Collected data entries
══════════

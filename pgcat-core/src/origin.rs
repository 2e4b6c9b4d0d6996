//! Origin filtering layered over an existing output plugin.
//!
//! The base plugin fills the callback table as usual; afterwards only the
//! `filter_by_origin` slot is overwritten so that changes replayed from
//! another node are never replicated again. Every other slot is left exactly
//! as the base plugin set it.

use crate::callbacks::{DecodingContext, OriginId, OutputPluginCallbacks};
use crate::error::Result;
use crate::loader::PluginLoader;

pub const BASE_PLUGIN_MODULE: &str = "$libdir/pgoutput";
pub const PLUGIN_INIT_SYMBOL: &str = "_PG_output_plugin_init";

/// Where the base plugin's initializer lives.
#[derive(Debug, Clone, PartialEq, Eq)]
pub struct BasePlugin {
    pub module: String,
    pub symbol: String,
}

impl Default for BasePlugin {
    fn default() -> Self {
        Self {
            module: BASE_PLUGIN_MODULE.to_string(),
            symbol: PLUGIN_INIT_SYMBOL.to_string(),
        }
    }
}

/// Replicate local changes only.
pub fn replicate_local_only(_ctx: &DecodingContext, origin_id: OriginId) -> bool {
    origin_id.is_local()
}

pub fn decorate(callbacks: &mut OutputPluginCallbacks) {
    callbacks.filter_by_origin = Some(replicate_local_only);
}

/// Runs the base plugin's initializer on `callbacks`, then installs the
/// origin filter.
pub fn init_decorated(
    loader: &dyn PluginLoader,
    base: &BasePlugin,
    callbacks: &mut OutputPluginCallbacks,
) -> Result<()> {
    let plugin_init = loader.load_init(&base.module, &base.symbol)?;
    plugin_init.run(callbacks);
    decorate(callbacks);
    tracing::info!(
        "decorated output plugin {} with local-origin filter",
        base.module
    );
    Ok(())
}

pub fn build_decorated_callbacks(
    loader: &dyn PluginLoader,
    base: &BasePlugin,
) -> Result<OutputPluginCallbacks> {
    let mut callbacks = OutputPluginCallbacks::default();
    init_decorated(loader, base, &mut callbacks)?;
    Ok(callbacks)
}
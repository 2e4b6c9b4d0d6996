use anyhow::{Context, Result};
use clap::{Args, Subcommand};

use crate::config::{self, Config};

#[derive(Args)]
pub struct ConfigArgs {
    #[command(subcommand)]
    command: ConfigCommands,
}

#[derive(Subcommand)]
enum ConfigCommands {
    /// Print the effective configuration as TOML
    Show,
    /// Print the default configuration file location
    Path,
}

pub fn command(args: ConfigArgs, config: &Config) -> Result<()> {
    match args.command {
        ConfigCommands::Show => {
            let text = config.to_toml().context("Failed to render configuration")?;
            print!("{}", text);
        }
        ConfigCommands::Path => {
            let path = config::default_path()?;
            println!("{}", path.display());
        }
    }
    Ok(())
}
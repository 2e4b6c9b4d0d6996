// ABOUTME: Shared helpers for the pgcat CLI
// ABOUTME: Relation name validation and PostgreSQL installation discovery

use anyhow::{bail, Context, Result};
use pgcat_core::catalog::QualifiedName;
use std::path::PathBuf;
use std::process::Command;
use which::which;

/// Longest identifier PostgreSQL accepts without truncation
pub const MAX_IDENTIFIER_LENGTH: usize = 63;

/// Validate one part of a relation name (schema or relation)
///
/// Only unquoted identifiers are accepted: a letter or underscore followed by
/// letters, digits, underscores or `$`, at most 63 bytes.
///
/// # Examples
///
/// ```
/// # use pgcat::utils::validate_identifier;
/// assert!(validate_identifier("orders").is_ok());
/// assert!(validate_identifier("_staging$1").is_ok());
/// assert!(validate_identifier("1orders").is_err());
/// assert!(validate_identifier("orders; DROP TABLE x").is_err());
/// ```
pub fn validate_identifier(identifier: &str) -> Result<()> {
    let Some(first) = identifier.chars().next() else {
        bail!("Identifier cannot be empty");
    };
    if identifier.len() > MAX_IDENTIFIER_LENGTH {
        bail!(
            "Identifier '{}' exceeds maximum length of {} characters (got {})",
            sanitize_identifier(identifier),
            MAX_IDENTIFIER_LENGTH,
            identifier.len()
        );
    }
    if !first.is_ascii_alphabetic() && first != '_' {
        bail!(
            "Identifier '{}' must start with a letter or underscore",
            sanitize_identifier(identifier)
        );
    }
    if let Some((pos, c)) = identifier
        .char_indices()
        .find(|(_, c)| !c.is_ascii_alphanumeric() && *c != '_' && *c != '$')
    {
        bail!(
            "Identifier '{}' contains invalid character {:?} at position {}",
            sanitize_identifier(identifier),
            c,
            pos
        );
    }
    Ok(())
}

/// Strip control characters and cap length so a name is safe to print
pub fn sanitize_identifier(identifier: &str) -> String {
    identifier
        .chars()
        .filter(|c| !c.is_control())
        .take(100)
        .collect()
}

/// Parse and validate a `schema.relation` name
pub fn parse_relation_name(value: &str) -> Result<QualifiedName> {
    let Some(name) = QualifiedName::parse(value) else {
        bail!(
            "Relation must be specified as 'schema.relation', got '{}'",
            sanitize_identifier(value)
        );
    };
    validate_identifier(&name.schema).context("Invalid schema name")?;
    validate_identifier(&name.relation).context("Invalid relation name")?;
    Ok(name)
}

/// Ask `pg_config` for the package library directory (what `$libdir` means
/// to the server)
pub fn pg_pkglibdir() -> Result<PathBuf> {
    let path = which("pg_config").context("pg_config not found in PATH")?;
    let output = Command::new(&path)
        .arg("--pkglibdir")
        .output()
        .context("Failed to execute pg_config --pkglibdir")?;
    if !output.status.success() {
        bail!(
            "pg_config --pkglibdir failed: {}",
            String::from_utf8_lossy(&output.stderr).trim()
        );
    }
    let libdir = String::from_utf8_lossy(&output.stdout).trim().to_string();
    if libdir.is_empty() {
        bail!("pg_config --pkglibdir printed nothing");
    }
    Ok(PathBuf::from(libdir))
}
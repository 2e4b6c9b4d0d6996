//! Minimal decoding driver: feeds decoded transactions through a callback table.

use crate::callbacks::{DecodingContext, Lsn, OriginId, OutputPluginCallbacks, Transaction};

pub struct DecodingSession {
    callbacks: OutputPluginCallbacks,
    ctx: DecodingContext,
}

impl DecodingSession {
    /// Runs the plugin's startup callback.
    pub fn start(callbacks: OutputPluginCallbacks, mut ctx: DecodingContext) -> Self {
        if let Some(startup) = callbacks.startup {
            startup(&mut ctx, true);
        }
        tracing::debug!("decoding session started on slot {}", ctx.slot_name);
        Self { callbacks, ctx }
    }

    pub fn context(&self) -> &DecodingContext {
        &self.ctx
    }

    pub fn filtered_by_origin(&self, origin_id: OriginId) -> bool {
        self.callbacks
            .filter_by_origin
            .is_some_and(|filter| !filter(&self.ctx, origin_id))
    }

    /// Streams one committed transaction. Returns `false` when the whole
    /// transaction was skipped because of its origin.
    pub fn decode(&mut self, txn: &Transaction) -> bool {
        if self.filtered_by_origin(txn.origin_id) {
            tracing::trace!("skipping xid {} from origin {}", txn.xid, txn.origin_id);
            return false;
        }
        if let Some(begin) = self.callbacks.begin {
            begin(&mut self.ctx, txn);
        }
        if let Some(change) = self.callbacks.change {
            for row in &txn.changes {
                change(&mut self.ctx, txn, row);
            }
        }
        if !txn.truncated.is_empty() {
            if let Some(truncate) = self.callbacks.truncate {
                truncate(&mut self.ctx, txn, &txn.truncated);
            }
        }
        if let Some(commit) = self.callbacks.commit {
            commit(&mut self.ctx, txn, txn.final_lsn);
        }
        true
    }

    /// Streams a non-transactional logical message.
    pub fn message(&mut self, origin_id: OriginId, lsn: Lsn, prefix: &str, payload: &[u8]) -> bool {
        if self.filtered_by_origin(origin_id) {
            return false;
        }
        if let Some(message) = self.callbacks.message {
            message(&mut self.ctx, None, lsn, prefix, payload);
        }
        true
    }

    /// Runs the shutdown callback and hands back the context.
    pub fn finish(mut self) -> DecodingContext {
        if let Some(shutdown) = self.callbacks.shutdown {
            shutdown(&mut self.ctx);
        }
        self.ctx
    }
}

══════════

Your objective: Looking at the entries above, can you reproduce exactly the lines from the one that holds "pub fn filtered_by_origin(&self, origin_id: OriginId)" through the one that holds "pub fn message(&mut", and only those?

Expected answer:
    pub fn filtered_by_origin(&self, origin_id: OriginId) -> bool {
        self.callbacks
            .filter_by_origin
            .is_some_and(|filter| !filter(&self.ctx, origin_id))
    }

    /// Streams one committed transaction. Returns `false` when the whole
    /// transaction was skipped because of its origin.
    pub fn decode(&mut self, txn: &Transaction) -> bool {
        if self.filtered_by_origin(txn.origin_id) {
            tracing::trace!("skipping xid {} from origin {}", txn.xid, txn.origin_id);
            return false;
        }
        if let Some(begin) = self.callbacks.begin {
            begin(&mut self.ctx, txn);
        }
        if let Some(change) = self.callbacks.change {
            for row in &txn.changes {
                change(&mut self.ctx, txn, row);
            }
        }
        if !txn.truncated.is_empty() {
            if let Some(truncate) = self.callbacks.truncate {
                truncate(&mut self.ctx, txn, &txn.truncated);
            }
        }
        if let Some(commit) = self.callbacks.commit {
            commit(&mut self.ctx, txn, txn.final_lsn);
        }
        true
    }

    /// Streams a non-transactional logical message.
    pub fn message(&mut self, origin_id: OriginId, lsn: Lsn, prefix: &str, payload: &[u8]) -> bool {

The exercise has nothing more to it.